De même, la COVID-19 illustre comment les conditions d’existence des plus vulnérables influencent celles des autres qui, souvent, se croient à l’abri. Les personnes âgées, dont certain-e-s ont été largement négligé-e-s ces dernières années, les migrant-e-s sans statut, les personnes en situation d’itinérance, celles vivant des situations économiques précaires, les membres de communautés autochtones du Nord, les détenu-e-s voudraient bien aplanir la courbe, mais … Pour cela, ils et elles devraient pouvoir s’offrir des services adaptés sans devoir sortir, se faire soigner sans crainte, avoir un logement décent ou un logement tout court;  ils et elles ne devaient pas avoir à se rendre au travail au risque de leur santé et de leur vie ou à se déplacer d’un endroit à l’autre pour trouver de quoi se nourrir de manière abordable; ils et elles devraient avoir dans leurs communautés suffisamment de logements abordables et de bonne qualité, ne pas être enfermés dans des lieux d’incarcération surpeuplés, insalubres et sans accès à des soins de santé adéquats, lieux devenus aujourd’hui propices à la propagation de la pandémie. Ces situations posent de sérieuses questions sur la manière dont notre société traite les personnes marginalisées, mais elles font aussi émerger de « nouvelles » attentes pour penser l’après-pandémie.

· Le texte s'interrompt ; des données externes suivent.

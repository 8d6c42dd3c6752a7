//! HTTP server binary for medlens.
//!
//! A thin shim over the library crate that maps CLI flags (with environment
//! fallbacks) to `AnalyzerConfig`, builds the providers once, and serves the
//! router until Ctrl-C.

use anyhow::{bail, Context, Result};
use clap::Parser;
use medlens::{server, Analyzer, AnalyzerConfig};
use std::io;
use std::net::SocketAddr;
use std::path::PathBuf;
use std::sync::Arc;
use tokio::net::TcpListener;
use tracing::{info, warn};
use tracing_subscriber::EnvFilter;

const AFTER_HELP: &str = r#"EXAMPLES:
  # Serve on the default port (4000)
  GEMINI_API_KEY=... medlens-server

  # Ask a question
  curl -F query="What causes headaches?" http://localhost:4000/analyze

  # Analyze a report
  curl -F file=@blood-work.pdf http://localhost:4000/analyze

  # Analyze an X-ray with a question
  curl -F file=@xray.png -F query="Is there a fracture?" http://localhost:4000/analyze

ENVIRONMENT VARIABLES:
  GEMINI_API_KEY          Google Gemini API key (required for the default provider)
  PORT                    Listen port
  RUST_LOG                tracing filter, overrides --verbose / --quiet
"#;

/// Serve medical image and report analysis over HTTP.
#[derive(Parser, Debug)]
#[command(
    name = "medlens-server",
    version,
    about = "Serve medical image and report analysis over HTTP",
    color = clap::ColorChoice::Auto,
    after_long_help = AFTER_HELP
)]
struct Cli {
    /// Address to bind.
    #[arg(long, env = "MEDLENS_HOST", default_value = "0.0.0.0")]
    host: String,

    /// Port to listen on.
    #[arg(short, long, env = "PORT", default_value_t = 4000)]
    port: u16,

    /// LLM provider name.
    #[arg(long, env = "MEDLENS_PROVIDER", default_value = medlens::config::DEFAULT_PROVIDER)]
    provider: String,

    /// Vision-capable model used for image uploads.
    #[arg(long, env = "MEDLENS_VISION_MODEL", default_value = medlens::config::DEFAULT_VISION_MODEL)]
    vision_model: String,

    /// Text model used for PDF reports and questions.
    #[arg(long, env = "MEDLENS_TEXT_MODEL", default_value = medlens::config::DEFAULT_TEXT_MODEL)]
    text_model: String,

    /// LLM temperature (0.0–2.0).
    #[arg(long, env = "MEDLENS_TEMPERATURE", default_value_t = 0.4)]
    temperature: f32,

    /// Max LLM output tokens.
    #[arg(long, env = "MEDLENS_MAX_TOKENS", default_value_t = 4096)]
    max_tokens: usize,

    /// Inference call timeout in seconds.
    #[arg(long, env = "MEDLENS_API_TIMEOUT", default_value_t = 60)]
    api_timeout: u64,

    /// Directory for temporary uploads. Default: <tmp>/medlens-uploads.
    #[arg(long, env = "MEDLENS_UPLOAD_DIR")]
    upload_dir: Option<PathBuf>,

    /// Largest accepted upload in MiB.
    #[arg(long, env = "MEDLENS_MAX_UPLOAD_MB", default_value_t = 20)]
    max_upload_mb: usize,

    /// Enable DEBUG-level tracing logs.
    #[arg(short, long, env = "MEDLENS_VERBOSE")]
    verbose: bool,

    /// Suppress all output except errors.
    #[arg(short, long, env = "MEDLENS_QUIET")]
    quiet: bool,
}

#[tokio::main]
async fn main() -> Result<()> {
    let cli = Cli::parse();

    // ── Logging setup ────────────────────────────────────────────────────
    let filter = if cli.verbose {
        "debug"
    } else if cli.quiet {
        "error"
    } else {
        "info"
    };
    tracing_subscriber::fmt()
        .with_env_filter(
            EnvFilter::try_from_default_env().unwrap_or_else(|_| EnvFilter::new(filter)),
        )
        .with_writer(io::stderr)
        .init();

    // ── Build config ─────────────────────────────────────────────────────
    let config = build_config(&cli)?;
    info!(
        "Models: vision={} text={} (provider {})",
        config.vision_model, config.text_model, config.provider_name
    );

    // ── Providers ────────────────────────────────────────────────────────
    let analyzer = Arc::new(
        Analyzer::from_config(config).context("Failed to initialise the LLM provider")?,
    );

    // ── Serve ────────────────────────────────────────────────────────────
    let addr: SocketAddr = format!("{}:{}", cli.host, cli.port)
        .parse()
        .with_context(|| format!("Invalid listen address {}:{}", cli.host, cli.port))?;
    let listener = TcpListener::bind(addr)
        .await
        .with_context(|| format!("Failed to bind {addr}"))?;

    server::serve(listener, analyzer, shutdown_signal())
        .await
        .context("Server error")?;

    info!("Server stopped");
    Ok(())
}

/// Map CLI flags onto an [`AnalyzerConfig`].
fn build_config(cli: &Cli) -> Result<AnalyzerConfig> {
    // The provider factory reads the key itself; fail here with a clear message.
    if cli.provider == medlens::config::DEFAULT_PROVIDER {
        let key = std::env::var("GEMINI_API_KEY").unwrap_or_default();
        if key.trim().is_empty() {
            bail!("GEMINI_API_KEY is not set.\nExport it before starting the server.");
        }
    }

    let mut builder = AnalyzerConfig::builder()
        .provider_name(&cli.provider)
        .vision_model(&cli.vision_model)
        .text_model(&cli.text_model)
        .temperature(cli.temperature)
        .max_tokens(cli.max_tokens)
        .api_timeout_secs(cli.api_timeout)
        .max_upload_bytes(cli.max_upload_mb.saturating_mul(1024 * 1024));

    if let Some(ref dir) = cli.upload_dir {
        builder = builder.upload_dir(dir);
    }

    builder.build().context("Invalid configuration")
}

async fn shutdown_signal() {
    if let Err(e) = tokio::signal::ctrl_c().await {
        warn!("Failed to listen for Ctrl-C: {e}");
        std::future::pending::<()>().await;
    }
    info!("Shutdown requested");
}
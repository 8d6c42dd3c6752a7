//! HTTP boundary: one multipart endpoint in front of the [`Analyzer`].
//!
//! ```text
//! GET  /         → "API Working"
//! POST /analyze  → multipart { file?: binary, query?: text }
//!                  200 {"response": "<sanitized html>"}
//!                  500 {"error": "Failed to analyze the request."}
//! ```
//!
//! Every failure, whatever its cause, produces the same reply. The cause is
//! logged by the analyzer (or here, for failures before a run starts) and
//! never sent to the client.

use crate::analyze::Analyzer;
use crate::pipeline::intake::AnalysisRequest;
use axum::body::Bytes;
use axum::extract::multipart::{MultipartError, MultipartRejection};
use axum::extract::{DefaultBodyLimit, Multipart, State};
use axum::http::StatusCode;
use axum::response::{IntoResponse, Response};
use axum::routing::{get, post};
use axum::{Json, Router};
use serde::{Deserialize, Serialize};
use std::future::Future;
use std::sync::Arc;
use tokio::net::TcpListener;
use tower_http::cors::{Any, CorsLayer};
use tower_http::trace::TraceLayer;
use tracing::{error, info};

/// The message returned for every failed request.
pub const GENERIC_FAILURE: &str = "Failed to analyze the request.";

/// Successful reply body.
#[derive(Debug, Clone, Serialize, Deserialize)]
pub struct AnalyzeResponse {
    pub response: String,
}

/// Failure reply body.
#[derive(Debug, Clone, Serialize, Deserialize)]
pub struct ErrorResponse {
    pub error: String,
}

/// The one error the boundary ever reports.
#[derive(Debug)]
pub struct AnalysisFailed;

impl IntoResponse for AnalysisFailed {
    fn into_response(self) -> Response {
        (
            StatusCode::INTERNAL_SERVER_ERROR,
            Json(ErrorResponse {
                error: GENERIC_FAILURE.to_string(),
            }),
        )
            .into_response()
    }
}

/// Build the service router.
pub fn router(analyzer: Arc<Analyzer>) -> Router {
    let body_limit = analyzer.config().max_upload_bytes;

    let cors = CorsLayer::new()
        .allow_origin(Any)
        .allow_methods(Any)
        .allow_headers(Any);

    Router::new()
        .route("/", get(health))
        .route("/analyze", post(analyze))
        .layer(DefaultBodyLimit::max(body_limit))
        .layer(cors)
        .layer(TraceLayer::new_for_http())
        .with_state(analyzer)
}

/// Serve the router on `listener` until `shutdown` resolves.
pub async fn serve(
    listener: TcpListener,
    analyzer: Arc<Analyzer>,
    shutdown: impl Future<Output = ()> + Send + 'static,
) -> std::io::Result<()> {
    if let Ok(addr) = listener.local_addr() {
        info!(addr = %addr, "Analysis server listening");
    }
    axum::serve(listener, router(analyzer))
        .with_graceful_shutdown(shutdown)
        .await
}

async fn health() -> &'static str {
    "API Working"
}

async fn analyze(
    State(analyzer): State<Arc<Analyzer>>,
    multipart: Result<Multipart, MultipartRejection>,
) -> Result<Json<AnalyzeResponse>, AnalysisFailed> {
    let multipart = multipart.map_err(|e| {
        error!("Rejected analysis request: {}", e);
        AnalysisFailed
    })?;

    let form = read_form(multipart).await.map_err(|e| {
        error!("Malformed multipart body: {}", e);
        AnalysisFailed
    })?;

    let artifact = match form.file {
        Some((filename, bytes)) => Some(analyzer.intake(&filename, &bytes).map_err(|e| {
            error!("Upload intake failed: {}", e);
            AnalysisFailed
        })?),
        None => None,
    };

    let request = AnalysisRequest {
        query: form.query,
        artifact,
    };

    // The analyzer logs the cause with the request id.
    let result = analyzer.analyze(request).await.map_err(|_| AnalysisFailed)?;

    Ok(Json(AnalyzeResponse {
        response: result.into_string(),
    }))
}

/// The fields this endpoint cares about.
#[derive(Debug, Default)]
struct UploadForm {
    query: Option<String>,
    file: Option<(String, Bytes)>,
}

async fn read_form(mut multipart: Multipart) -> Result<UploadForm, MultipartError> {
    let mut form = UploadForm::default();

    while let Some(field) = multipart.next_field().await? {
        let name = field.name().unwrap_or("").to_string();
        match name.as_str() {
            "query" => {
                form.query = Some(field.text().await?);
            }
            "file" if form.file.is_none() => {
                let filename = field.file_name().unwrap_or("").to_string();
                let bytes = field.bytes().await?;
                // An empty file input: the browser sends no name and no bytes.
                if !(filename.is_empty() && bytes.is_empty()) {
                    form.file = Some((filename, bytes));
                }
            }
            _ => {}
        }
    }

    Ok(form)
}
//! Outfield throw doctrine and the throw-out model
//!
//! Outfielders throw two bases ahead of the lead runner:
//!
//! | Runners | Throw to |
//! |---------|----------|
//! | none | second (keeps the double play in order) |
//! | first (and third) | third |
//! | anyone on second | home |
//! | third only | second |

use rand::Rng;
use serde::{Deserialize, Serialize};

use super::ball_flight::BallType;
use super::constants::throwing;
use super::probability::{chance, normalize_skill};
use super::runners::{Base, RunnersState};
use crate::models::player::FieldPosition;

#[derive(Debug, Clone, Copy, Serialize, Deserialize, PartialEq, Eq, Hash)]
#[cfg_attr(test, derive(strum_macros::EnumIter))]
#[serde(rename_all = "SCREAMING_SNAKE_CASE")]
pub enum ThrowDistance {
    Short,
    Medium,
    Long,
}

impl ThrowDistance {
    pub fn base_rate(self) -> f64 {
        match self {
            ThrowDistance::Short => throwing::SHORT_BASE_RATE,
            ThrowDistance::Medium => throwing::MEDIUM_BASE_RATE,
            ThrowDistance::Long => throwing::LONG_BASE_RATE,
        }
    }
}

/// Where the outfield throws on a ball in play, given the pre-play bases.
pub fn doctrine_target(runners: &RunnersState) -> Base {
    if runners.second.is_some() {
        Base::Home
    } else if runners.first.is_some() {
        Base::Third
    } else {
        Base::Second
    }
}

/// Throw length category from a fielding position to a base.
pub fn throw_distance(from: FieldPosition, target: Base) -> ThrowDistance {
    use FieldPosition::*;
    match (from, target) {
        (LeftField, Base::Home) => ThrowDistance::Medium,
        (LeftField, _) => ThrowDistance::Short,
        (CenterField, Base::Third) => ThrowDistance::Medium,
        (CenterField, Base::Home) => ThrowDistance::Long,
        (CenterField, _) => ThrowDistance::Short,
        (RightField, Base::Third) => ThrowDistance::Long,
        (RightField, Base::Home) => ThrowDistance::Medium,
        (RightField, _) => ThrowDistance::Short,
        _ => ThrowDistance::Short,
    }
}

/// Chance a throw retires the runner.
///
/// Arm is approximated by the fielding skill. Balls kept low (grounders and
/// liners) get to the fielder sooner than balls hung in the air.
pub fn throw_out_probability(
    distance: ThrowDistance,
    arm: f64,
    runner_speed: f64,
    ball_type: BallType,
) -> f64 {
    let type_adjust = if matches!(ball_type, BallType::Fly | BallType::Pop) {
        -throwing::BALL_TYPE_ADJUST
    } else {
        throwing::BALL_TYPE_ADJUST
    };
    let p = distance.base_rate() + throwing::ARM_WEIGHT * (normalize_skill(arm) - 0.5)
        - throwing::SPEED_WEIGHT * (normalize_skill(runner_speed) - 0.5)
        + type_adjust;
    p.clamp(throwing::MIN_THROW_OUT, throwing::MAX_THROW_OUT)
}

/// Roll one throw from `from` to `target`.
pub fn attempt_throw_out<R: Rng + ?Sized>(
    from: FieldPosition,
    target: Base,
    arm: f64,
    runner_speed: f64,
    ball_type: BallType,
    rng: &mut R,
) -> bool {
    let p = throw_out_probability(throw_distance(from, target), arm, runner_speed, ball_type);
    chance(rng, p)
}
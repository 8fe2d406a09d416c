use schemars::JsonSchema;
use serde::{Deserialize, Serialize};
use std::fmt;
use std::str::FromStr;
use validator::Validate;

/// Stable player identity within a game.
#[derive(
    Debug, Clone, Copy, Default, Serialize, Deserialize, PartialEq, Eq, Hash, PartialOrd, Ord,
    JsonSchema,
)]
#[serde(transparent)]
pub struct PlayerId(pub u32);

impl fmt::Display for PlayerId {
    fn fmt(&self, f: &mut fmt::Formatter<'_>) -> fmt::Result {
        write!(f, "#{}", self.0)
    }
}

/// Seven skill scalars, each in `[0, 10]`.
///
/// `growth` and `charisma` are carried for the roster layer; the simulation
/// itself reads contact, power, running, pitching and fielding.
#[derive(Debug, Clone, Copy, Serialize, Deserialize, PartialEq, Validate, JsonSchema)]
pub struct Stats {
    #[validate(range(min = 0.0, max = 10.0))]
    pub contact: f64,
    #[validate(range(min = 0.0, max = 10.0))]
    pub power: f64,
    #[validate(range(min = 0.0, max = 10.0))]
    pub running: f64,
    #[validate(range(min = 0.0, max = 10.0))]
    pub pitching: f64,
    #[validate(range(min = 0.0, max = 10.0))]
    pub fielding: f64,
    #[validate(range(min = 0.0, max = 10.0))]
    #[serde(default)]
    pub charisma: f64,
    #[validate(range(min = 0.0, max = 10.0))]
    #[serde(default)]
    pub growth: f64,
}

impl Stats {
    /// Every skill set to the same value.
    pub fn uniform(value: f64) -> Self {
        Self {
            contact: value,
            power: value,
            running: value,
            pitching: value,
            fielding: value,
            charisma: value,
            growth: value,
        }
    }
}

impl Default for Stats {
    fn default() -> Self {
        Self::uniform(5.0)
    }
}

/// Defensive assignment. `Bench` doubles as the "unplayable" drop zone for fouls.
#[derive(Debug, Clone, Copy, Serialize, Deserialize, PartialEq, Eq, Hash, JsonSchema)]
#[cfg_attr(test, derive(strum_macros::EnumIter))]
pub enum FieldPosition {
    #[serde(rename = "P")]
    Pitcher,
    #[serde(rename = "C")]
    Catcher,
    #[serde(rename = "1B")]
    FirstBase,
    #[serde(rename = "2B")]
    SecondBase,
    #[serde(rename = "3B")]
    ThirdBase,
    #[serde(rename = "SS")]
    Shortstop,
    #[serde(rename = "LF")]
    LeftField,
    #[serde(rename = "CF")]
    CenterField,
    #[serde(rename = "RF")]
    RightField,
    #[serde(rename = "BN")]
    Bench,
}

impl FieldPosition {
    /// The nine positions that must be filled for a team to take the field.
    pub const DEFENSIVE: [FieldPosition; 9] = [
        FieldPosition::Pitcher,
        FieldPosition::Catcher,
        FieldPosition::FirstBase,
        FieldPosition::SecondBase,
        FieldPosition::ThirdBase,
        FieldPosition::Shortstop,
        FieldPosition::LeftField,
        FieldPosition::CenterField,
        FieldPosition::RightField,
    ];

    pub fn abbreviation(self) -> &'static str {
        match self {
            FieldPosition::Pitcher => "P",
            FieldPosition::Catcher => "C",
            FieldPosition::FirstBase => "1B",
            FieldPosition::SecondBase => "2B",
            FieldPosition::ThirdBase => "3B",
            FieldPosition::Shortstop => "SS",
            FieldPosition::LeftField => "LF",
            FieldPosition::CenterField => "CF",
            FieldPosition::RightField => "RF",
            FieldPosition::Bench => "BN",
        }
    }

    pub fn is_outfield(self) -> bool {
        matches!(
            self,
            FieldPosition::LeftField | FieldPosition::CenterField | FieldPosition::RightField
        )
    }

    /// Four infield positions, battery excluded.
    pub fn is_infield(self) -> bool {
        matches!(
            self,
            FieldPosition::FirstBase
                | FieldPosition::SecondBase
                | FieldPosition::ThirdBase
                | FieldPosition::Shortstop
        )
    }

    pub fn is_battery(self) -> bool {
        matches!(self, FieldPosition::Pitcher | FieldPosition::Catcher)
    }

    /// Decode the scorekeeping number (1 = P ... 9 = RF, 0 = bench).
    pub fn from_code(code: u8) -> Option<Self> {
        match code {
            0 => Some(FieldPosition::Bench),
            1 => Some(FieldPosition::Pitcher),
            2 => Some(FieldPosition::Catcher),
            3 => Some(FieldPosition::FirstBase),
            4 => Some(FieldPosition::SecondBase),
            5 => Some(FieldPosition::ThirdBase),
            6 => Some(FieldPosition::Shortstop),
            7 => Some(FieldPosition::LeftField),
            8 => Some(FieldPosition::CenterField),
            9 => Some(FieldPosition::RightField),
            _ => None,
        }
    }
}

impl fmt::Display for FieldPosition {
    fn fmt(&self, f: &mut fmt::Formatter<'_>) -> fmt::Result {
        f.write_str(self.abbreviation())
    }
}

impl FromStr for FieldPosition {
    type Err = String;

    fn from_str(s: &str) -> Result<Self, Self::Err> {
        match s.to_uppercase().as_str() {
            "P" | "PITCHER" => Ok(FieldPosition::Pitcher),
            "C" | "CATCHER" => Ok(FieldPosition::Catcher),
            "1B" | "FIRST" => Ok(FieldPosition::FirstBase),
            "2B" | "SECOND" => Ok(FieldPosition::SecondBase),
            "3B" | "THIRD" => Ok(FieldPosition::ThirdBase),
            "SS" | "SHORTSTOP" => Ok(FieldPosition::Shortstop),
            "LF" => Ok(FieldPosition::LeftField),
            "CF" => Ok(FieldPosition::CenterField),
            "RF" => Ok(FieldPosition::RightField),
            "BN" | "BENCH" => Ok(FieldPosition::Bench),
            _ => Err(format!("Invalid position: {}", s)),
        }
    }
}

#[derive(Debug, Clone, Serialize, Deserialize, PartialEq, JsonSchema)]
pub struct Player {
    pub id: PlayerId,
    pub first_name: String,
    pub last_name: String,
    pub stats: Stats,
    #[serde(default = "default_position")]
    pub position: FieldPosition,
}

fn default_position() -> FieldPosition {
    FieldPosition::Bench
}

impl Player {
    pub fn new(
        id: u32,
        first_name: impl Into<String>,
        last_name: impl Into<String>,
        stats: Stats,
        position: FieldPosition,
    ) -> Self {
        Self {
            id: PlayerId(id),
            first_name: first_name.into(),
            last_name: last_name.into(),
            stats,
            position,
        }
    }

    pub fn full_name(&self) -> String {
        format!("{} {}", self.first_name, self.last_name)
    }

    /// Snapshot used once the player is on the bases.
    pub fn to_ref(&self) -> PlayerRef {
        PlayerRef { id: self.id, running: self.stats.running }
    }
}

/// Copyable batter/runner handle.
///
/// Carries the running skill so fielding and baserunning never need the
/// batting roster.
#[derive(Debug, Clone, Copy, Serialize, Deserialize, PartialEq, JsonSchema)]
pub struct PlayerRef {
    pub id: PlayerId,
    pub running: f64,
}

#[cfg(test)]
mod tests {
    use super::*;
    use strum::IntoEnumIterator;

    #[test]
    fn test_position_round_trips_through_abbreviation() {
        for pos in FieldPosition::iter() {
            let parsed: FieldPosition = pos.abbreviation().parse().unwrap();
            assert_eq!(parsed, pos);
        }
    }

    #[test]
    fn test_position_groups_are_disjoint() {
        for pos in FieldPosition::iter() {
            let groups = [pos.is_infield(), pos.is_outfield(), pos.is_battery()];
            let count = groups.iter().filter(|g| **g).count();
            if pos == FieldPosition::Bench {
                assert_eq!(count, 0);
            } else {
                assert_eq!(count, 1, "{pos} should be in exactly one group");
            }
        }
    }

    #[test]
    fn test_scorekeeping_codes() {
        assert_eq!(FieldPosition::from_code(6), Some(FieldPosition::Shortstop));
        assert_eq!(FieldPosition::from_code(0), Some(FieldPosition::Bench));
        assert_eq!(FieldPosition::from_code(10), None);
    }

    #[test]
    fn test_stats_validation_rejects_out_of_range() {
        let mut stats = Stats::default();
        assert!(stats.validate().is_ok());
        stats.power = 11.0;
        assert!(stats.validate().is_err());
    }

    #[test]
    fn test_position_serializes_as_abbreviation() {
        let json = serde_json::to_string(&FieldPosition::FirstBase).unwrap();
        assert_eq!(json, "\"1B\"");
    }
}
//! JSON request/response surface
//!
//! A request carries two rosters, a seed and optional rule overrides; the
//! response is the finished game with line score, box score and the full
//! play-by-play.

use schemars::{schema_for, JsonSchema};
use serde::{Deserialize, Serialize};
use tracing::debug;

use super::config_env::load_config_from_env;
use crate::engine::config::EngineConfig;
use crate::engine::game::Game;
use crate::error::{Result, SimError};
use crate::models::box_score::BoxScore;
use crate::models::events::{GameEvent, TeamSide};
use crate::models::team::Team;
use crate::SCHEMA_VERSION;

#[derive(Debug, Clone, Serialize, Deserialize, JsonSchema)]
pub struct GameRequest {
    pub schema_version: u8,
    pub seed: u64,
    pub home_team: Team,
    pub away_team: Team,
    /// Overrides the environment-selected configuration when present
    #[serde(default)]
    pub config: Option<EngineConfig>,
}

#[derive(Debug, Clone, Serialize, Deserialize, PartialEq)]
pub struct LineScore {
    pub away: Vec<u32>,
    pub home: Vec<u32>,
}

#[derive(Debug, Clone, Serialize, Deserialize, PartialEq)]
pub struct GameResponse {
    pub schema_version: u8,
    pub seed: u64,
    pub home_score: u32,
    pub away_score: u32,
    pub winner: Option<TeamSide>,
    pub innings: u8,
    pub line_score: LineScore,
    pub box_score: BoxScore,
    pub events: Vec<GameEvent>,
}

impl GameResponse {
    fn from_game(game: &Game) -> Self {
        let state = game.state();
        let box_score = game.box_score().clone();
        Self {
            schema_version: SCHEMA_VERSION,
            seed: game.seed(),
            home_score: state.home_score,
            away_score: state.away_score,
            winner: state.winner,
            innings: state.inning,
            line_score: LineScore {
                away: box_score.away.line_score.clone(),
                home: box_score.home.line_score.clone(),
            },
            box_score,
            events: game.events().as_slice().to_vec(),
        }
    }
}

/// Simulate one game from an already-parsed request.
pub fn simulate_game(request: GameRequest) -> Result<GameResponse> {
    if request.schema_version != SCHEMA_VERSION {
        return Err(SimError::UnsupportedSchema {
            found: request.schema_version,
            expected: SCHEMA_VERSION,
        });
    }

    let GameRequest { seed, home_team, away_team, config, .. } = request;
    let config = match config {
        Some(config) => config,
        None => load_config_from_env()?,
    };

    let mut game = Game::with_config(home_team, away_team, config, seed)?;
    game.simulate()?;
    debug!(events = game.events().len(), "game simulated from request");
    Ok(GameResponse::from_game(&game))
}

/// Simulate one game from a JSON request and return the JSON response.
pub fn simulate_game_json(request_json: &str) -> Result<String> {
    let request: GameRequest = serde_json::from_str(request_json)?;
    let response = simulate_game(request)?;
    serde_json::to_string(&response).map_err(|e| SimError::Serialization(e.to_string()))
}

/// JSON schema of [`GameRequest`].
pub fn game_request_schema() -> serde_json::Value {
    serde_json::to_value(schema_for!(GameRequest)).unwrap_or(serde_json::Value::Null)
}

L’impossibilité pour certain-e-s de faire respecter leurs droits au logement, à la santé, à la protection sociale, à un revenu décent et à la sécurité, la difficulté à rendre effectifs le droit d’asile ou à de bonnes conditions de travail, tout cela met en péril l’ensemble de la société. Pour le dire autrement et pour paraphraser Mandela, si quelqu’un-e est privé-e de ses droits, ce sont les droits de tous et toutes qui sont en danger. En observant la façon dont les inégalités sociales ont accéléré la propagation du virus à l’échelle mondiale, on peut constater que la même logique prévaut d’ailleurs pour les relations entre les peuples et les nations. Si nous voulons sortir de cette crise, mais surtout en éviter d’autres, l’enjeu des droits humains, notamment celui des droits économiques et sociaux, doit être abordé de manière collective : par les gouvernements et les institutions autant que par la population. S’il y a un enseignement à tirer de cette pandémie, c’est celui-là : plus que jamais, nos destins sont liés et c’est pourquoi il est impératif de considérer les droits humains comme un bien commun.


Cette tribune permet d’aborder des sujets d’actualité qui sont en lien avec les droits civils, politiques, économiques, sociaux et culturels au Québec, au Canada ou ailleurs dans le monde. Les carnets sont rédigés par des militant-e-s des droits humains et n’engagent que leurs auteurs et autrices.